We love the church only because it is, we believe, the body of Christ. Jesus ascended says our dogma. So Jesus’ body is not here.
Jesus cannot physically join me for a cup of coffee. But a friend from church can.
Jesus cannot physically go for a drive with me. But a friend from church can.
Jesus cannot fight with me and then work hard to stay in relationship. But a friend from church can.
Jesus shows up in the mystery of the Eucharist. How Jesus shows up in the Eucharist is still a matter of debate – a debate usually won in church with power and a debate which has caused more pain and suffering than any other conversation in the history of humanity. The church should be ashamed of its history.
But Jesus also shows up when a loving, kind person asks me if I am alright in the hallway between the chapel and the kitchen. And what I find odd is that outside the walls of the church people are kind to me as well. Atheists are kind to me. Agnostics are kind to me. Hindus are kind to me. And some anglicans are kind to me. And some are just arrogant and mean. So what does that mean?

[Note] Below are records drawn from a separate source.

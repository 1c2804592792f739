//! Reference counts for values shared between several owners.
//!
//! `DomHost` keys its listener closures by `EventHandler::key`, so each `(node, event)` subscription of the same
//! handler holds one count on a single closure. A closure is only dropped once [`RcHashMap::drain_weak`] runs after its
//! last subscription was removed, which lets a removal still pass the closure to `removeEventListener` first.

use core::{
	borrow::Borrow,
	hash::{BuildHasher, Hash},
};
use hashbrown::{
	hash_map::{DefaultHashBuilder, Entry},
	HashMap,
};
use num_traits::{CheckedAdd, CheckedSub, One, Zero};

/// A map of reference-counted values. Entries whose count drops to zero stay around until [`RcHashMap::drain_weak`].
#[derive(Debug)]
pub(crate) struct RcHashMap<K, C, V, S = DefaultHashBuilder>(HashMap<K, (C, V), S>)
where
	K: Hash + Eq,
	C: CheckedAdd + CheckedSub + One + Zero,
	S: BuildHasher;
impl<K, C, V, S> Default for RcHashMap<K, C, V, S>
where
	K: Hash + Eq,
	C: CheckedAdd + CheckedSub + One + Zero,
	S: Default + BuildHasher,
{
	fn default() -> Self {
		Self::new()
	}
}
impl<K, C, V, S> RcHashMap<K, C, V, S>
where
	K: Hash + Eq,
	C: CheckedAdd + CheckedSub + One + Zero,
	S: BuildHasher,
{
	#[must_use]
	pub(crate) fn new() -> Self
	where
		S: Default,
	{
		Self(HashMap::with_hasher(S::default()))
	}

	pub(crate) fn increment_or_insert_with<F: FnOnce() -> V>(&mut self, k: K, v: F) -> Result<&mut V, CountSaturatedError> {
		match self.0.entry(k) {
			Entry::Occupied(occupied) => {
				let (c, v) = occupied.into_mut();
				*c = c.checked_add(&C::one()).ok_or(CountSaturatedError)?;
				Ok(v)
			}
			Entry::Vacant(vacant) => {
				let (_, v) = vacant.insert((C::one(), v()));
				Ok(v)
			}
		}
	}

	pub(crate) fn weak_decrement<Q: ?Sized>(&mut self, k: &Q) -> Result<Option<&mut V>, CountSaturatedError>
	where
		K: Borrow<Q>,
		Q: Eq + Hash,
	{
		match self.0.get_mut(k) {
			Some((c, v)) => {
				*c = c.checked_sub(&C::one()).ok_or(CountSaturatedError)?;
				Ok(Some(v))
			}
			None => Ok(None),
		}
	}

	/// Removes and yields all entries with a count of zero.
	pub(crate) fn drain_weak(&mut self) -> impl '_ + Iterator<Item = (K, V)> {
		self.0.extract_if(|_, (c, _)| c.is_zero()).map(|(k, (_, v))| (k, v))
	}

	#[must_use]
	pub(crate) fn len(&self) -> usize {
		self.0.len()
	}
}

#[derive(Debug, Clone, Copy, PartialEq, Eq)]
pub(crate) struct CountSaturatedError;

I think it means that if we look past the church to God, we will be able to find our way. Making the church into a fetish or a god is how we Christians tend to so easily loose our way. Thinking the church is the only way, or the most important thing, or the only means by which God is working is what I find so creepy.
Tonight the vestry, staff and chapter of the cathedral will meet on a mountain for conversations. We will pray together. We will worship the living God together. We will imagine new and slightly scary ways of being together and imagining life in our church together. I hope we will look past the stones and into the cosmos. And if we do, the stones will live.